§ Records for this task
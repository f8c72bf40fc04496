//! A rollover-safe `strtoul`.
//!
//! Some kernels report counters that have already wrapped at 32 bits, so
//! consumers need to wrap the same way instead of rejecting or clamping
//! oversized values. This parser never fails; malformed input just yields
//! whatever digits were consumed.

/// The width counters are parsed at, the platform's C `unsigned long`.
pub type Counter = std::ffi::c_ulong;

/// Returns the value of `byte` as a digit in `base`, if it is one.
#[inline]
fn digit_value(byte: u8, base: u32) -> Option<u32> {
    char::from(byte).to_digit(36).filter(|&digit| digit < base)
}

/// Picks a base from the prefix of `input`, returning it alongside the
/// length of the prefix to skip.
///
/// `0x` (or `0X`) is hexadecimal, a leading `0` is octal, and anything else is
/// decimal. The `0x` prefix is consumed even when no hex digit follows it.
fn detect_base(input: &[u8]) -> (u32, usize) {
    match input {
        [b'0', b'x' | b'X', ..] => (16, 2),
        [b'0', ..] => (8, 0),
        _ => (10, 0),
    }
}

/// Parses an unsigned integer from the start of `input`.
///
/// A `base` of 0 autodetects the base from the prefix; anything else is used
/// as-is (2 to 36 are meaningful). Returns the parsed value and the number of
/// bytes consumed. Parsing stops at the first byte that isn't a digit in the
/// base, and arithmetic wraps at the width of [`Counter`].
///
/// ```
/// use ifstats::collection::network::parse_unsigned;
///
/// assert_eq!(parse_unsigned(b"1234 5678", 0), (1234, 4));
/// assert_eq!(parse_unsigned(b"0x1F:", 0), (31, 4));
/// assert_eq!(parse_unsigned(b"   12", 0), (0, 0));
/// ```
pub fn parse_unsigned(input: &[u8], base: u32) -> (Counter, usize) {
    let (base, mut cursor) = match base {
        0 => detect_base(input),
        base => (base, 0),
    };

    let radix = Counter::from(base);
    let mut value: Counter = 0;

    while let Some(digit) = input.get(cursor).and_then(|&byte| digit_value(byte, base)) {
        value = value.wrapping_mul(radix).wrapping_add(Counter::from(digit));
        cursor += 1;
    }

    (value, cursor)
}
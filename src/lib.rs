//! A library for reading per-interface network traffic counters, meant for
//! periodic polling.
//!
//! The core is [`StatsReader`](collection::network::StatsReader), which scans a
//! `/proc/net/dev`-style statistics table for one interface. The `ifstats`
//! binary is a small poller built on top of it.

pub mod utils {
    pub mod cancellation_token;
    pub mod logging;
}
pub mod collection;
pub mod constants;
pub mod options;

pub use collection::{
    error::{CollectionError, LookupFailure},
    network::{InterfaceStats, StatsReader},
};
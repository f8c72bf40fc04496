//! A single-slot cache of the last successful lookup, and the clocks used to
//! decide when it goes stale.

use std::{
    sync::{Mutex, MutexGuard, PoisonError},
    time::{Duration, Instant, SystemTime, UNIX_EPOCH},
};

use super::InterfaceStats;
use crate::collection::error::{CollectionError, CollectionResult};

/// A source of comparable timestamps, measured from some arbitrary origin.
pub trait Clock: Send + Sync {
    fn now(&self) -> CollectionResult<Duration>;
}

/// Wall-clock time since the Unix epoch. Fails if the system clock is set to
/// before the epoch.
#[derive(Clone, Copy, Debug, Default)]
pub struct SystemClock;

impl Clock for SystemClock {
    fn now(&self) -> CollectionResult<Duration> {
        SystemTime::now()
            .duration_since(UNIX_EPOCH)
            .map_err(|err| CollectionError::time_source(err.to_string()))
    }
}

/// Monotonic time since this clock was created.
#[derive(Clone, Copy, Debug)]
pub struct MonotonicClock {
    origin: Instant,
}

impl Default for MonotonicClock {
    fn default() -> Self {
        Self {
            origin: Instant::now(),
        }
    }
}

impl Clock for MonotonicClock {
    fn now(&self) -> CollectionResult<Duration> {
        Ok(self.origin.elapsed())
    }
}

#[derive(Clone, Copy, Debug)]
struct CacheEntry {
    captured_at: Duration,
    stats: InterfaceStats,
}

/// Holds the stats from the last successful lookup.
///
/// There is only one slot, and it isn't keyed by interface; the assumption is
/// that whoever owns the cache always polls the same interface.
#[derive(Debug)]
pub struct StatsCache {
    duration: Duration,
    slot: Mutex<Option<CacheEntry>>,
}

impl StatsCache {
    /// Creates an empty cache whose entries stay fresh for `duration`.
    pub fn new(duration: Duration) -> Self {
        Self {
            duration,
            slot: Mutex::new(None),
        }
    }

    /// Returns the cached stats regardless of how old they are.
    pub fn peek(&self) -> Option<InterfaceStats> {
        self.lock().entry.as_ref().map(|entry| entry.stats)
    }

    /// Locks the slot. The lock is meant to be held across a whole
    /// check-read-update sequence.
    pub(crate) fn lock(&self) -> CacheSlot<'_> {
        // The slot only ever holds `Copy` data, so even a poisoned lock holds a
        // whole entry.
        let entry = self.slot.lock().unwrap_or_else(PoisonError::into_inner);

        CacheSlot {
            entry,
            duration: self.duration,
        }
    }
}

/// A locked view of a [`StatsCache`].
pub(crate) struct CacheSlot<'a> {
    entry: MutexGuard<'a, Option<CacheEntry>>,
    duration: Duration,
}

impl CacheSlot<'_> {
    /// Returns the cached stats if they were captured less than the cache
    /// duration before `now`. An entry exactly at the boundary is stale.
    pub(crate) fn fresh(&self, now: Duration) -> Option<InterfaceStats> {
        let entry = self.entry.as_ref()?;
        let is_fresh = match entry.captured_at.checked_add(self.duration) {
            Some(expiry) => now < expiry,
            None => true,
        };

        is_fresh.then_some(entry.stats)
    }

    pub(crate) fn store(&mut self, captured_at: Duration, stats: InterfaceStats) {
        *self.entry = Some(CacheEntry { captured_at, stats });
    }
}
#[cfg(test)]
mod tests {
    use super::*;
    use crate::{hal::sim::SimHal, pins::PIN_TABLE};
    use pinbridge_api::store::commands_path;

    fn processor(
        hal: &Arc<SimHal>,
        store: &Arc<crate::store::MemStore>,
    ) -> Processor {
        let cache = Arc::new(PinCache::new(PIN_TABLE));

        for entry in cache.entries() {
            hal.configure(&entry.desc).unwrap()
        }

        Processor {
            hal: hal.clone(),
            cache,
            store: store.clone(),
            serial: String::from("tester"),
            pwm_freq: 1_000,
            rpc_timeout: time::Duration::from_secs(10),
            active: ActivePins::new(),
        }
    }

    async fn seed_device_doc(store: &Arc<crate::store::MemStore>) {
        store
            .set("devices/tester", json!({"gpioState": {}}), false)
            .await
            .unwrap()
    }

    #[tokio::test]
    async fn test_pin_control_roundtrip() {
        let hal = Arc::new(SimHal::new());
        let store = Arc::new(crate::store::MemStore::new());

        seed_device_doc(&store).await;

        let proc = processor(&hal, &store);
        let cmd_path = format!("{}/c1", commands_path("tester"));

        store
            .set(
                &cmd_path,
                json!({"type": "pin_control", "pin": 23, "action": "on"}),
                false,
            )
            .await
            .unwrap();

        proc.process(
            "c1",
            &json!({"type": "pin_control", "pin": 23, "action": "on"}),
        )
        .await;

        // Hardware was driven and the cache tracks it.

        assert_eq!(hal.level(23), Some(true));

        let state = *proc.cache.entry(23).unwrap().lock().await;

        assert!(state.desired);
        assert!(state.hardware);

        // One response document, command document deleted.

        let resp = store
            .get("devices/tester/responses/c1")
            .await
            .unwrap()
            .unwrap();

        assert_eq!(resp["status"], "ok");
        assert_eq!(resp["pin"], 23);
        assert_eq!(store.get(&cmd_path).await, Ok(None));

        // The observed state was reported to the device document.

        let doc = store.get("devices/tester").await.unwrap().unwrap();

        assert_eq!(doc["gpioState"]["23"]["hardware_state"], json!(true));
    }

    #[tokio::test]
    async fn test_invalid_command_never_touches_hardware() {
        let hal = Arc::new(SimHal::new());
        let store = Arc::new(crate::store::MemStore::new());

        seed_device_doc(&store).await;

        let proc = processor(&hal, &store);

        hal.clear_history();
        proc.process("bad", &json!({"type": "reboot", "pin": 23})).await;

        assert!(hal.history().is_empty());

        let resp = store
            .get("devices/tester/responses/bad")
            .await
            .unwrap()
            .unwrap();

        assert_eq!(resp["status"], "error");

        // An unmanaged pin is also rejected without hardware action.

        proc.process(
            "c2",
            &json!({"type": "pin_control", "pin": 9, "action": "on"}),
        )
        .await;
        assert!(hal.history().is_empty());
    }

    #[tokio::test]
    async fn test_pwm_control() {
        let hal = Arc::new(SimHal::new());
        let store = Arc::new(crate::store::MemStore::new());

        seed_device_doc(&store).await;

        let proc = processor(&hal, &store);

        proc.process(
            "p1",
            &json!({
                "type": "pwm_control",
                "pin": 18,
                "action": "on",
                "duty": 40
            }),
        )
        .await;

        assert_eq!(hal.duty(18), Some(40));
        assert_eq!(proc.cache.entry(18).unwrap().lock().await.pwm_duty, 40);

        // Off means duty zero regardless of the duty field.

        proc.process(
            "p2",
            &json!({"type": "pwm_control", "pin": 18, "action": "off"}),
        )
        .await;
        assert_eq!(hal.duty(18), Some(0));

        // PWM on an incapable pin reports an error response.

        proc.process(
            "p3",
            &json!({"type": "pwm_control", "pin": 23, "action": "on"}),
        )
        .await;

        let resp = store
            .get("devices/tester/responses/p3")
            .await
            .unwrap()
            .unwrap();

        assert_eq!(resp["status"], "error");
    }

    #[tokio::test(start_paused = true)]
    async fn test_auto_off() {
        let hal = Arc::new(SimHal::new());
        let store = Arc::new(crate::store::MemStore::new());

        seed_device_doc(&store).await;

        let proc = processor(&hal, &store);

        proc.process(
            "c1",
            &json!({
                "type": "pin_control",
                "pin": 24,
                "action": "on",
                "duration_ms": 3000
            }),
        )
        .await;

        assert_eq!(hal.level(24), Some(true));

        // The timer fires after the configured delay.

        time::sleep(time::Duration::from_millis(3100)).await;
        assert_eq!(hal.level(24), Some(false));
        assert!(!proc.cache.entry(24).unwrap().lock().await.desired);
    }

    #[tokio::test(start_paused = true)]
    async fn test_auto_off_yields_to_later_command() {
        let hal = Arc::new(SimHal::new());
        let store = Arc::new(crate::store::MemStore::new());

        seed_device_doc(&store).await;

        let proc = processor(&hal, &store);

        proc.process(
            "c1",
            &json!({
                "type": "pin_control",
                "pin": 24,
                "action": "on",
                "duration_ms": 3000
            }),
        )
        .await;

        // A second command re-drives the pin before the timer fires.

        time::sleep(time::Duration::from_millis(1000)).await;
        proc.process(
            "c2",
            &json!({"type": "pin_control", "pin": 24, "action": "on"}),
        )
        .await;

        time::sleep(time::Duration::from_millis(5000)).await;

        // The stale timer did not drive the pin low.

        assert_eq!(hal.level(24), Some(true));
    }

    #[tokio::test]
    async fn test_override_flag_set_when_schedule_active() {
        let hal = Arc::new(SimHal::new());
        let store = Arc::new(crate::store::MemStore::new());

        seed_device_doc(&store).await;

        let proc = processor(&hal, &store);

        proc.active.inc(24);
        proc.process(
            "c1",
            &json!({"type": "pin_control", "pin": 24, "action": "off"}),
        )
        .await;

        assert!(proc.cache.entry(24).unwrap().lock().await.user_override_active);

        // No schedule running on pin 23, so no override there.

        proc.process(
            "c2",
            &json!({"type": "pin_control", "pin": 23, "action": "on"}),
        )
        .await;
        assert!(!proc.cache.entry(23).unwrap().lock().await.user_override_active);
    }

    #[tokio::test(start_paused = true)]
    async fn test_settle_retries_transient_failures() {
        let hal = Arc::new(SimHal::new());
        let store = Arc::new(crate::store::MemStore::new());

        seed_device_doc(&store).await;

        let proc = processor(&hal, &store);

        // Fail the state report and its retry plus the first response
        // write; the retries settle the command anyway.

        store.fail_next_writes(3);
        proc.process(
            "c1",
            &json!({"type": "pin_control", "pin": 23, "action": "on"}),
        )
        .await;

        assert!(store
            .get("devices/tester/responses/c1")
            .await
            .unwrap()
            .is_some());
    }

    #[test]
    fn test_id_lru() {
        let mut lru = IdLru::new(3);

        assert!(lru.insert("a"));
        assert!(!lru.insert("a"));
        assert!(lru.contains("a"));

        assert!(lru.insert("b"));
        assert!(lru.insert("c"));

        // Capacity 3: inserting a fourth evicts the oldest.

        assert!(lru.insert("d"));
        assert!(!lru.contains("a"));
        assert!(lru.contains("b"));

        // After eviction the id may be used again.

        assert!(lru.insert("a"));

        lru.remove("b");
        assert!(!lru.contains("b"));
        assert!(lru.insert("b"));
    }
}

§ Instructions to follow
If a line in the entries above holds "cached", include it in the count; report nothing but the resulting number.

§ Response
2